Ja. Diese Olympischen Jugendspiele sind ein großartiges Sprungbrett und eine fantastische Plattform für diese Jugendlichen; hier können sie sich treffen und gemeinsam ein einzigartiges Erlebnis miteinander teilen. Vor allem aber werden ihnen die Olympischen Werte vermittelt und sie werden auf ihr späteres Leben als Profisportler aber auch auf das Leben an sich vorbereitet. Das ist es doch, worum es geht.
Mit den nationenübergreifenden Mannschaftsbewerben schlägt die Jugend ein neues Kapitel in der Olympischen Geschichte auf. Was halten Sie davon?
Ich finde das sehr gut. Ich hatte das bereits bei den Olympischen Jugend-Sommerspielen in Singapur bei den nationenübergreifenden Staffelrennen gesehen. Ich denke das ist wirklich ein wunderschöner Gedanke.
Interview mit der monegassischen Bobmannschaft
Herzlichen Glückwunsch. Was bedeutet es euch, die Bronze-Medaille im Bobfahren bei diesen 1. Olympischen Jugend-Winterspielen gewonnen zu haben? Ihr habt damit Geschichte geschrieben.
Das ist einfach ein wunderschönes, überwältigendes Gefühl. Einfach unbeschreiblich.
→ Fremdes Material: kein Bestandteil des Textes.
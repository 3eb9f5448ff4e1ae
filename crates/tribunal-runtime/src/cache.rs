//! Opinion cache.
//!
//! Identical inputs (same persona, criterion, evidence context and model)
//! reuse an earlier grounded opinion instead of calling the provider again.

use moka::future::Cache;
use std::collections::hash_map::DefaultHasher;
use std::hash::{Hash, Hasher};
use std::time::Duration;
use tribunal_core::{EvaluatorRole, Opinion};

use crate::config::CacheConfig;

/// Cache key for one evaluation.
#[derive(Clone, Debug, PartialEq, Eq, Hash)]
pub struct OpinionKey {
    role: EvaluatorRole,
    criterion_id: String,
    context_hash: u64,
    model_hash: u64,
}

impl OpinionKey {
    pub fn new(role: EvaluatorRole, criterion_id: &str, context_hash: u64, model: &str) -> Self {
        Self {
            role,
            criterion_id: criterion_id.to_string(),
            context_hash,
            model_hash: hash_str(model),
        }
    }
}

pub struct OpinionCache {
    cache: Cache<OpinionKey, Opinion>,
}

impl OpinionCache {
    pub fn new(max_entries: u64, ttl: Duration) -> Self {
        let cache = Cache::builder()
            .max_capacity(max_entries)
            .time_to_live(ttl)
            .build();

        Self { cache }
    }

    /// Cache per config, or `None` when caching is disabled.
    pub fn from_config(config: &CacheConfig) -> Option<Self> {
        config
            .enabled
            .then(|| Self::new(config.max_entries, config.ttl))
    }

    pub async fn get(&self, key: &OpinionKey) -> Option<Opinion> {
        self.cache.get(key).await
    }

    pub async fn insert(&self, key: OpinionKey, opinion: Opinion) {
        self.cache.insert(key, opinion).await;
    }

    pub fn invalidate_all(&self) {
        self.cache.invalidate_all();
    }

    pub fn entry_count(&self) -> u64 {
        self.cache.entry_count()
    }
}

impl Default for OpinionCache {
    fn default() -> Self {
        Self::new(1_000, Duration::from_secs(3600))
    }
}

fn hash_str(value: &str) -> u64 {
    let mut hasher = DefaultHasher::new();
    value.hash(&mut hasher);
    hasher.finish()
}
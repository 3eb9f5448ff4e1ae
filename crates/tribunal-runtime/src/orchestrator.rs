//! Runtime orchestrator for a full audit.
//!
//! Assembles the task graph from the configured fact finders and the three
//! evaluator personas, then executes it:
//! - Parallel fan-out to the fact finders, fan-in at `aggregate`
//! - Parallel fan-out to the evaluators, fan-in at `collect_errors`
//! - Deterministic synthesis and report rendering
//!
//! Optional fact finders whose capability is disabled are left out of the
//! topology entirely.

use std::sync::Arc;
use std::time::{Duration, Instant};

use thiserror::Error;
use tracing::{debug, info};
use tribunal_core::{AuditInputs, EvaluatorRole, SharedState};

use crate::config::{ConfigError, RuntimeConfig};
use crate::evaluator::{Evaluator, EvaluatorResources};
use crate::evidence::GroundingPolicy;
use crate::facts::{DocumentAnalyst, FactFinder, RepoInvestigator, VisionInspector};
use crate::graph::{GraphBuilder, GraphError, TaskGraph, ENTRY_NODE};
use crate::nodes::{
    AggregateNode, CollectErrorsNode, EvaluatorNode, FactFinderNode, FinalizeNode, InitializeNode, SynthesizeNode,
    AGGREGATE_NODE, COLLECT_ERRORS_NODE, SYNTHESIZE_NODE,
};
use crate::providers::{LlmProvider, ProviderRegistry};
use crate::resilience::LlmUsage;

/// Errors from the runtime orchestrator.
#[derive(Error, Debug)]
pub enum RuntimeError {
    #[error("Invalid configuration: {0}")]
    Config(#[from] ConfigError),

    #[error(transparent)]
    Graph(#[from] GraphError),
}

impl RuntimeError {
    /// True when the run was aborted by a security violation.
    pub fn is_security_violation(&self) -> bool {
        matches!(self, RuntimeError::Graph(e) if e.is_fatal())
    }
}

/// Result of one audit run.
#[derive(Debug)]
pub struct RunResult {
    /// Final merged state, including the rendered report
    pub state: SharedState,

    /// LLM usage metrics
    pub usage: LlmUsage,

    pub elapsed: Duration,
}

/// Runs audits over a validated task graph.
pub struct RuntimeOrchestrator {
    config: RuntimeConfig,
    provider: Arc<dyn LlmProvider>,
    resources: EvaluatorResources,
    graph: TaskGraph,
}

impl RuntimeOrchestrator {
    /// Orchestrator with the default finders and the configured provider.
    pub fn new(config: RuntimeConfig) -> Result<Self, RuntimeError> {
        RuntimeOrchestratorBuilder::new().config(config).build()
    }

    pub fn builder() -> RuntimeOrchestratorBuilder {
        RuntimeOrchestratorBuilder::new()
    }

    /// Execute one audit. Fails only under the fail-fast policy or on a
    /// security violation.
    pub async fn run(&self, inputs: AuditInputs) -> Result<RunResult, RuntimeError> {
        let start = Instant::now();
        self.begin_run();
        info!(
            provider = %self.provider.name(),
            policy = ?self.config.failure_policy,
            nodes = self.graph.len(),
            "Starting audit run"
        );

        let state = self.graph.execute(SharedState::new(inputs)).await?;

        let usage = self.resources.budget.usage();
        let elapsed = start.elapsed();
        info!(
            elapsed_ms = elapsed.as_millis() as u64,
            llm_calls = usage.llm_calls,
            errors = state.errors.len(),
            "Audit run complete"
        );
        Ok(RunResult { state, usage, elapsed })
    }

    /// Budgets and circuits start fresh for every run. The opinion cache is
    /// keyed by evidence context and model, so it is kept across runs.
    fn begin_run(&self) {
        self.resources.budget.reset();
        self.resources.circuit_breaker.reset();
    }

    pub fn graph(&self) -> &TaskGraph {
        &self.graph
    }

    pub fn config(&self) -> &RuntimeConfig {
        &self.config
    }

    /// Current LLM usage.
    pub fn usage(&self) -> LlmUsage {
        self.resources.budget.usage()
    }
}

/// Builder for RuntimeOrchestrator.
pub struct RuntimeOrchestratorBuilder {
    provider: Option<Arc<dyn LlmProvider>>,
    config: RuntimeConfig,
    finders: Vec<Arc<dyn FactFinder>>,
    grounding: Option<GroundingPolicy>,
}

impl RuntimeOrchestratorBuilder {
    pub fn new() -> Self {
        Self {
            provider: None,
            config: RuntimeConfig::default(),
            finders: Vec::new(),
            grounding: None,
        }
    }

    /// Set the LLM provider. Without one, the configured provider type is
    /// created from the registry, falling back to the offline provider.
    pub fn provider(mut self, provider: Arc<dyn LlmProvider>) -> Self {
        self.provider = Some(provider);
        self
    }

    pub fn config(mut self, config: RuntimeConfig) -> Self {
        self.config = config;
        self
    }

    /// Register a fact finder. Registering any replaces the default set.
    pub fn finder(mut self, finder: Arc<dyn FactFinder>) -> Self {
        self.finders.push(finder);
        self
    }

    /// Replace the grounding phrase tables.
    pub fn grounding_policy(mut self, policy: GroundingPolicy) -> Self {
        self.grounding = Some(policy);
        self
    }

    pub fn build(self) -> Result<RuntimeOrchestrator, RuntimeError> {
        self.config.validate()?;
        let config = self.config;

        let provider = self.provider.unwrap_or_else(|| {
            ProviderRegistry::with_defaults().build_or_offline(&config.provider)
        });

        let finders = if self.finders.is_empty() {
            default_finders(&config)
        } else {
            self.finders
        };

        let mut resources = EvaluatorResources::from_config(&config);
        if let Some(policy) = self.grounding {
            resources.grounding = Arc::new(policy);
        }

        let graph = build_graph(&config, &provider, finders, &resources)?;
        debug!(order = ?graph.topological_order(), "Task graph built");

        Ok(RuntimeOrchestrator {
            config,
            provider,
            resources,
            graph,
        })
    }
}

impl Default for RuntimeOrchestratorBuilder {
    fn default() -> Self {
        Self::new()
    }
}

fn default_finders(config: &RuntimeConfig) -> Vec<Arc<dyn FactFinder>> {
    vec![
        Arc::new(RepoInvestigator::new(config.sandbox.clone())),
        Arc::new(DocumentAnalyst::new(config.sandbox.max_file_bytes())),
        Arc::new(VisionInspector::new()),
    ]
}

fn build_graph(
    config: &RuntimeConfig,
    provider: &Arc<dyn LlmProvider>,
    finders: Vec<Arc<dyn FactFinder>>,
    resources: &EvaluatorResources,
) -> Result<TaskGraph, GraphError> {
    let mut builder = GraphBuilder::new(config.failure_policy).add_node(Arc::new(InitializeNode), &[]);

    let mut finder_names: Vec<String> = Vec::new();
    for finder in finders {
        if let Some(capability) = finder.required_capability() {
            if !config.capabilities.has(capability) {
                info!(finder = %finder.name(), capability, "Capability disabled; finder excluded");
                continue;
            }
        }
        finder_names.push(finder.name().to_string());
        builder = builder.add_node(Arc::new(FactFinderNode::new(finder)), &[ENTRY_NODE]);
    }

    let aggregate_preds: Vec<&str> = if finder_names.is_empty() {
        vec![ENTRY_NODE]
    } else {
        finder_names.iter().map(String::as_str).collect()
    };
    builder = builder.add_node(Arc::new(AggregateNode), &aggregate_preds);

    for role in EvaluatorRole::ALL {
        let evaluator = Evaluator::new(role, Arc::clone(provider), config, resources.clone());
        builder = builder.add_node(Arc::new(EvaluatorNode::new(Arc::new(evaluator))), &[AGGREGATE_NODE]);
    }

    let evaluator_names: Vec<&str> = EvaluatorRole::ALL.iter().map(|r| r.key()).collect();
    builder
        .add_node(Arc::new(CollectErrorsNode), &evaluator_names)
        .add_node(Arc::new(SynthesizeNode), &[COLLECT_ERRORS_NODE])
        .add_node(Arc::new(FinalizeNode), &[SYNTHESIZE_NODE])
        .build()
}
//! Tribunal - rubric-driven code audits
//!
//! ## Commands
//!
//! - `audit`: investigate a repository and its report, judge every rubric
//!   criterion and write a Markdown audit report
//! - `validate-rubric`: schema and semantic checks for a rubric file

use std::path::{Path, PathBuf};

use anyhow::{Context, Result};
use chrono::Utc;
use clap::{Parser, Subcommand};
use tracing::{info, warn, Level};
use tracing_subscriber::layer::SubscriberExt;
use tracing_subscriber::util::SubscriberInitExt;
use tracing_subscriber::{fmt, EnvFilter};

use tribunal_core::{AuditInputs, RubricConfig};
use tribunal_runtime::{FailurePolicy, RunResult, RuntimeConfig, RuntimeOrchestrator};

#[derive(Parser)]
#[command(name = "tribunal")]
#[command(version = env!("CARGO_PKG_VERSION"))]
#[command(about = "Rubric-driven audits of a repository and its report", long_about = None)]
struct Cli {
    /// Emit JSON-formatted log lines
    #[arg(long, global = true)]
    json_logs: bool,

    /// Default log level when RUST_LOG is not set
    #[arg(long, global = true, default_value = "info")]
    log_level: Level,

    #[command(subcommand)]
    command: Commands,
}

#[derive(Subcommand)]
enum Commands {
    /// Audit a repository against a rubric
    Audit {
        /// Repository URL to clone
        #[arg(long)]
        repo: String,

        /// Accompanying report (Markdown or text)
        #[arg(long)]
        report: PathBuf,

        /// Rubric file (JSON or YAML)
        #[arg(long)]
        rubric: PathBuf,

        /// Directory for the rendered reports
        #[arg(short, long, default_value = "audit")]
        output: PathBuf,

        /// Runtime configuration file (YAML)
        #[arg(short, long, env = "TRIBUNAL_CONFIG")]
        config: Option<PathBuf>,

        /// Record node failures instead of aborting the run
        #[arg(long)]
        resilient: bool,

        /// Include the diagram inspector
        #[arg(long)]
        vision: bool,
    },

    /// Validate a rubric file
    ValidateRubric {
        /// Rubric file (JSON or YAML)
        path: PathBuf,
    },
}

#[tokio::main]
async fn main() -> Result<()> {
    let cli = Cli::parse();
    init_tracing(cli.json_logs, cli.log_level);

    match cli.command {
        Commands::Audit {
            repo,
            report,
            rubric,
            output,
            config,
            resilient,
            vision,
        } => {
            let mut runtime = RuntimeConfig::load(config.as_deref()).context("Failed to load runtime configuration")?;
            if resilient {
                runtime.failure_policy = FailurePolicy::Resilient;
            }
            if vision {
                runtime.capabilities.vision = true;
            }

            let rubric = RubricConfig::from_file(&rubric)
                .with_context(|| format!("Failed to load rubric {}", rubric.display()))?;
            let orchestrator = RuntimeOrchestrator::new(runtime)?;

            let result = orchestrator.run(AuditInputs::new(repo, report, rubric)).await?;
            let written = write_reports(&result, &output)?;

            print_scores(&result);
            for path in written {
                println!("Report written: {}", path.display());
            }
        }

        Commands::ValidateRubric { path } => {
            let rubric = RubricConfig::from_file(&path)
                .with_context(|| format!("Rubric {} is invalid", path.display()))?;
            println!("Rubric: {}", rubric.name());
            println!("Dimensions: {}", rubric.dimensions.len());
            for dimension in &rubric.dimensions {
                println!("  - {} ({}) -> {}", dimension.id, dimension.name, dimension.target_artifact);
            }
            let policy = rubric.policy();
            println!(
                "Policy: security_override={} missing_artifact_cap={} high_variance_missing_evidence={}",
                policy.security_override, policy.missing_artifact_cap, policy.high_variance_missing_evidence
            );
        }
    }

    Ok(())
}

/// Initialise the global tracing subscriber. `RUST_LOG` wins over `level`.
fn init_tracing(json: bool, level: Level) {
    let env_filter = EnvFilter::try_from_default_env().unwrap_or_else(|_| EnvFilter::new(level.as_str()));

    if json {
        tracing_subscriber::registry()
            .with(env_filter)
            .with(fmt::layer().with_target(false).json())
            .try_init()
            .ok();
    } else {
        tracing_subscriber::registry()
            .with(env_filter)
            .with(fmt::layer().with_target(false).with_writer(std::io::stderr))
            .try_init()
            .ok();
    }
}

/// Write the timestamped report and the `audit_report.md` alias.
fn write_reports(result: &RunResult, output: &Path) -> Result<Vec<PathBuf>> {
    let report = result
        .state
        .final_report
        .as_deref()
        .context("Run finished without a rendered report")?;

    std::fs::create_dir_all(output)
        .with_context(|| format!("Failed to create output directory {}", output.display()))?;

    let stamped = output.join(format!("audit_report_{}.md", Utc::now().format("%Y%m%d_%H%M%S")));
    let latest = output.join("audit_report.md");
    for path in [&stamped, &latest] {
        std::fs::write(path, report).with_context(|| format!("Failed to write {}", path.display()))?;
    }
    info!(path = %stamped.display(), "Audit report written");
    Ok(vec![stamped, latest])
}

fn print_scores(result: &RunResult) {
    let state = &result.state;
    println!("\nFinal scores:");
    for (criterion, score) in &state.final_scores {
        println!("  {:<32} {}/5", criterion, score);
    }
    if !state.errors.is_empty() {
        warn!(errors = state.errors.len(), "Run completed with degraded nodes");
        for error in &state.errors {
            println!("  ! {}", error);
        }
    }
    println!(
        "\nLLM calls: {}  tokens: {}  retries: {}  cache hits: {}  elapsed: {:.1}s",
        result.usage.llm_calls,
        result.usage.total_tokens,
        result.usage.retries,
        result.usage.cache_hits,
        result.elapsed.as_secs_f64()
    );
}

#[cfg(test)]
mod tests {
    use super::*;
    use clap::CommandFactory;

    #[test]
    fn test_cli_definition() {
        Cli::command().debug_assert();
    }

    #[test]
    fn test_parses_audit_flags() {
        let cli = Cli::try_parse_from([
            "tribunal",
            "audit",
            "--repo",
            "https://github.com/org/repo",
            "--report",
            "report.md",
            "--rubric",
            "rubric.json",
            "--resilient",
            "--json-logs",
        ])
        .unwrap();
        assert!(cli.json_logs);
        match cli.command {
            Commands::Audit { resilient, vision, output, .. } => {
                assert!(resilient);
                assert!(!vision);
                assert_eq!(output, PathBuf::from("audit"));
            }
            Commands::ValidateRubric { .. } => panic!("wrong subcommand"),
        }
    }
}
Ich kann mir vorstellen, dass ihr dieses Jahr hart dafür trainiert habt.
Wir haben uns nicht sehr viel erwartet, aber dank der harten Arbeit, die wir in die Sache gesteckt haben und all den Anstrengungen haben wir es geschafft und das ist super. Wir haben immer noch nicht so richtig begriffen, was wir da erreicht haben.
Auch Fürst Albert war hier. Ich kann mir vorstellen, dass das etwas ganz Besonderes für euch war, vor allem weil er ja früher auch Bob gefahren ist. Hat er euch vor dem Start Mut zugesprochen?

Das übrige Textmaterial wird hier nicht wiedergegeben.